Hi Murray,
Yes, I think this is helpful. Thanks. I'm just pointing out the basic
logic of Shermer's argument is shaky.
Mike
----- Original Message -----
From: "Murray Hogg" <muzhogg@netspace.net.au>
To: "ASA" <asa@calvin.edu>
Sent: Friday, November 06, 2009 10:23 PM
Subject: Re: [asa] Shermer and Inevitability
> Hi Mike,
>
> One thing that Shermer seems not to consider is whether, having once
> arisen, the very presence of technologically adept intelligent life does
> not preclude the emergence of a second, similar species. After all, at
> least some evolutionary scenarios suggest that Cro-Magnons drove
> Neandertals to extinction. If competition can result in the elimination of
> an already existent intelligent, technological adept species, what are the
> odds that similar competition can prevent emergence of such a species in
> the first place?
>
> Another way of thinking of this is in terms of evolutionary niches.
>
> One could posit - and it seems rather to coincide with what we actually
> observe - that there are vaguely defined "levels" within an ecosystem
> within which species compete for resources. At the lower levels the
> resources are reasonably abundant and this allows a very large number of
> various species to fill that "niche". But, as we ascend, the resources get
> harder and harder to exploit, competition gets more and more fierce, and
> thus only one or two species are able to adapt to fill the niche's at the
> higher levels.
>
> So, to put this crudely, one finds;
>
> Millions of bacteria
> Thousands of plants
> Hundreds of herbivores
> Tens of predators
> One "super-predator"
>
> The very fact that the "super predator" is able to dominate all other
> species in the battle for survival means that once this species arises, it
> is not soon likely to be displaced. Further, it is not likely to allow any
> similar species to emerge. Such a species is also going to arise late in
> the evolutionary process for the simple reason that it has to be an
> emergent adaptation from a "lower" level.
>
> I don't see then that the late emergence of only one "super predator"

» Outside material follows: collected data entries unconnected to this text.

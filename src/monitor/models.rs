//! Resource readings and their classification.

use serde::Serialize;
use std::fmt;

/// Memory percentage above which the system is exhausted.
pub const MEMORY_CRITICAL_PCT: f64 = 90.0;
pub const CPU_CRITICAL_PCT: f64 = 95.0;
pub const DISK_CRITICAL_PCT: f64 = 95.0;

pub const MEMORY_WARNING_PCT: f64 = 75.0;
pub const CPU_WARNING_PCT: f64 = 80.0;
pub const DISK_WARNING_PCT: f64 = 85.0;

/// Fraction of the job ceiling at which the system counts as busy.
pub const BUSY_RATIO: f64 = 0.9;

/// Coarse load classification driving admission and timeouts.
#[derive(Debug, Clone, Copy, PartialEq, Eq, Serialize)]
#[serde(rename_all = "lowercase")]
pub enum ResourceStatus {
    Available,
    Limited,
    Exhausted,
}

impl fmt::Display for ResourceStatus {
    fn fmt(&self, f: &mut fmt::Formatter<'_>) -> fmt::Result {
        let name = match self {
            ResourceStatus::Available => "available",
            ResourceStatus::Limited => "limited",
            ResourceStatus::Exhausted => "exhausted",
        };
        f.write_str(name)
    }
}

/// One sample of system load plus the caller's concurrency counts.
#[derive(Debug, Clone, Copy, PartialEq, Serialize)]
pub struct ResourceSnapshot {
    pub cpu_percent: f64,
    pub memory_percent: f64,
    pub disk_percent: f64,
    pub open_fds: u64,
    pub active_jobs: usize,
    pub max_jobs: usize,
    /// Requests waiting beyond the active ones.
    pub queue_depth: usize,
    pub avg_latency_secs: f64,
}

impl ResourceSnapshot {
    /// An idle reading with the given job ceiling.
    pub fn idle(max_jobs: usize) -> Self {
        Self {
            cpu_percent: 0.0,
            memory_percent: 0.0,
            disk_percent: 0.0,
            open_fds: 0,
            active_jobs: 0,
            max_jobs,
            queue_depth: 0,
            avg_latency_secs: 0.0,
        }
    }

    pub fn status(&self) -> ResourceStatus {
        if self.memory_percent > MEMORY_CRITICAL_PCT
            || self.cpu_percent > CPU_CRITICAL_PCT
            || self.disk_percent > DISK_CRITICAL_PCT
        {
            return ResourceStatus::Exhausted;
        }

        let busy = self.max_jobs > 0 && self.active_jobs as f64 >= BUSY_RATIO * self.max_jobs as f64;
        if self.memory_percent > MEMORY_WARNING_PCT
            || self.cpu_percent > CPU_WARNING_PCT
            || self.disk_percent > DISK_WARNING_PCT
            || busy
        {
            return ResourceStatus::Limited;
        }

        ResourceStatus::Available
    }
}

/// Job counts supplied by the caller when sampling.
#[derive(Debug, Clone, Copy, Default)]
pub struct LoadCounts {
    pub active: usize,
    pub max: usize,
    pub queued: usize,
}

/// Summary of the recent latency window.
#[derive(Debug, Clone, Copy, Default, Serialize)]
pub struct LatencyStats {
    pub samples: usize,
    pub avg_secs: f64,
    pub min_secs: f64,
    pub max_secs: f64,
}
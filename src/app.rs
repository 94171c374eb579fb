use std::{
    fs,
    path::PathBuf,
    sync::mpsc::{self, Receiver, TryRecvError},
    thread,
    time::Duration,
};

use anyhow::{Context, Result};
use log::{debug, error, info, warn};
use winit::{dpi::PhysicalSize, event::VirtualKeyCode, window::Window as WinitWindow};

use stardust::{
    decode,
    export::{self, FrameSequenceEncoder, GifSequenceEncoder, Recorder},
    Engine, FrameTimer, Settings, Window,
};

const DRIFT_STEP: f32 = 0.1;
const MAX_DRIFT: f32 = 5.;
const BLOOM_STEP: f32 = 0.1;
const MAX_BLOOM_STRENGTH: f32 = 3.;
const MAX_BLOOM_RADIUS: f32 = 1.5;
const DENSITY_STEP: usize = 5_000;
const MIN_DENSITY: usize = 5_000;
const MAX_DENSITY: usize = 200_000;

pub struct App {
    window: WinitWindow,
    engine: Engine,
    image_path: PathBuf,
    density: usize,
    frame_timer: FrameTimer,
    recorder: Option<Recorder>,
    gif_export: Option<Receiver<Result<PathBuf>>>,
}

impl App {
    pub fn new(window: WinitWindow, image_path: PathBuf, settings: Settings) -> Result<Self> {
        let density = settings.particle_count;
        let engine = Engine::new(&window, settings).context("Failed to create the engine")?;

        let mut app = Self {
            window,
            engine,
            image_path,
            density,
            frame_timer: FrameTimer::new(),
            recorder: None,
            gif_export: None,
        };
        app.load_image()?;
        Ok(app)
    }

    fn load_image(&mut self) -> Result<()> {
        let max_dimension = self.engine.settings().max_image_dimension;
        let image = decode::load_image(&self.image_path, max_dimension)?;
        self.engine
            .load_image(image, self.density)
            .with_context(|| format!("Failed to load {}", self.image_path.display()))
    }

    pub fn on_resize(&mut self, size: PhysicalSize<u32>) {
        if let Err(e) = self.engine.resize(size.into(), self.window.pixel_ratio()) {
            error!("Resize failed: {}", e);
        }
    }

    pub fn on_key_up(&mut self, keycode: VirtualKeyCode) {
        let scene = *self.engine.scene();
        match keycode {
            VirtualKeyCode::LBracket | VirtualKeyCode::RBracket => {
                let step = if keycode == VirtualKeyCode::LBracket {
                    -DRIFT_STEP
                } else {
                    DRIFT_STEP
                };
                let drift = (scene.drift + step).clamp(0., MAX_DRIFT);
                self.engine.set_drift(drift);
                info!("Drift: {:.1}", drift);
            }
            VirtualKeyCode::Minus | VirtualKeyCode::Equals => {
                let step = if keycode == VirtualKeyCode::Minus {
                    -BLOOM_STEP
                } else {
                    BLOOM_STEP
                };
                let strength = (scene.bloom.strength + step).clamp(0., MAX_BLOOM_STRENGTH);
                self.engine.set_bloom(strength);
                info!("Bloom strength: {:.1}", strength);
            }
            VirtualKeyCode::Comma | VirtualKeyCode::Period => {
                let step = if keycode == VirtualKeyCode::Comma {
                    -BLOOM_STEP
                } else {
                    BLOOM_STEP
                };
                let radius = (scene.bloom.radius + step).clamp(0., MAX_BLOOM_RADIUS);
                self.engine.set_bloom_radius(radius);
                info!("Bloom radius: {:.1}", radius);
            }
            VirtualKeyCode::J | VirtualKeyCode::K => {
                self.density = if keycode == VirtualKeyCode::J {
                    self.density.saturating_sub(DENSITY_STEP).max(MIN_DENSITY)
                } else {
                    (self.density + DENSITY_STEP).min(MAX_DENSITY)
                };
                info!("Density: {}", self.density);
                if let Err(e) = self.engine.regenerate(self.density) {
                    error!("Failed to regenerate particles: {}", e);
                }
            }
            VirtualKeyCode::P => {
                if let Err(e) = self.save_png() {
                    error!("PNG export failed: {:#}", e);
                }
            }
            VirtualKeyCode::G => self.start_recording(),
            VirtualKeyCode::R => {
                self.density = self.engine.settings().particle_count;
                self.engine.reset();
            }
            VirtualKeyCode::O => {
                if let Err(e) = self.load_image() {
                    error!("{:#}", e);
                }
            }
            _ => (),
        }
    }

    fn save_png(&mut self) -> Result<()> {
        let frame = self.engine.capture_frame()?;
        let bytes = export::encode_png(&frame)?;
        let path = PathBuf::from(export::timestamped_file_name("png"));
        fs::write(&path, bytes).with_context(|| format!("Failed to write {}", path.display()))?;
        info!("Saved {}", path.display());
        Ok(())
    }

    fn start_recording(&mut self) {
        if self.recorder.is_some() || self.gif_export.is_some() {
            warn!("A GIF export is already running");
            return;
        }
        let settings = self.engine.settings();
        match Recorder::new(settings.recording_duration, settings.recording_fps) {
            Ok(recorder) => {
                info!("Recording {} frames", recorder.total_frames());
                self.recorder = Some(recorder);
            }
            Err(e) => error!("Cannot record: {}", e),
        }
    }

    pub fn render(&mut self) {
        let delta = self.frame_timer.tick();
        self.engine.advance(delta);

        self.poll_recording(delta);
        self.poll_gif_export();

        if let Err(e) = self.engine.render() {
            error!("Render failed: {}", e);
        }
    }

    fn poll_recording(&mut self, delta: Duration) {
        let recorder = match &mut self.recorder {
            Some(recorder) => recorder,
            None => return,
        };

        if let Err(e) = recorder.on_tick(delta, &mut self.engine) {
            error!("GIF capture failed: {}", e);
            self.recorder = None;
            return;
        }
        if !recorder.is_complete() {
            return;
        }

        let frames = match self.recorder.take() {
            Some(recorder) => recorder.into_frames(),
            None => return,
        };
        let (sender, receiver) = mpsc::channel();
        thread::spawn(move || {
            let result = GifSequenceEncoder::default()
                .encode(&frames, &mut |p| debug!("Encoding {:.0}%", (p - 0.5) * 200.))
                .and_then(|bytes| {
                    let path = PathBuf::from(export::timestamped_file_name("gif"));
                    fs::write(&path, bytes)
                        .with_context(|| format!("Failed to write {}", path.display()))?;
                    Ok(path)
                });
            let _ = sender.send(result);
        });
        self.gif_export = Some(receiver);
    }

    fn poll_gif_export(&mut self) {
        let receiver = match &self.gif_export {
            Some(receiver) => receiver,
            None => return,
        };
        match receiver.try_recv() {
            Ok(Ok(path)) => info!("Saved {}", path.display()),
            Ok(Err(e)) => error!("GIF export failed: {:#}", e),
            Err(TryRecvError::Empty) => return,
            Err(TryRecvError::Disconnected) => error!("GIF encoder thread exited early"),
        }
        self.gif_export = None;
    }
}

> (i.e. an intelligent, technically capable species like ourselves) should
> be so very remarkable.
>
> It is, incidentally, simply wrong that only the primates have
> technological intelligence! Off hand I can think of one group (birds) and
> three species - otters, beavers and dolphins - who demonstrate an ability
> to construct artefacts or use tools.
>
> These are very cursory thoughts, but I hope you find them a helpful point
> of departure for further reflection.
>
> Blessings,
> Murray
>
>
> Nucacids wrote:
>> Michael Shermer makes an argument that doesn’t strike me as being as
>> strong as he thinks it is:
>>
>> http://www.scientificamerican.com/article.cfm?id=will-e-t-look-like-us
>>
>> Shermer writes:
>>
>> “What are the odds that intelligent, technically advanced aliens would
>> look anything like the ones in films, with an emaciated torso and limbs,
>> spindly fingers and a bulbous, bald head with large, almond-shaped eyes?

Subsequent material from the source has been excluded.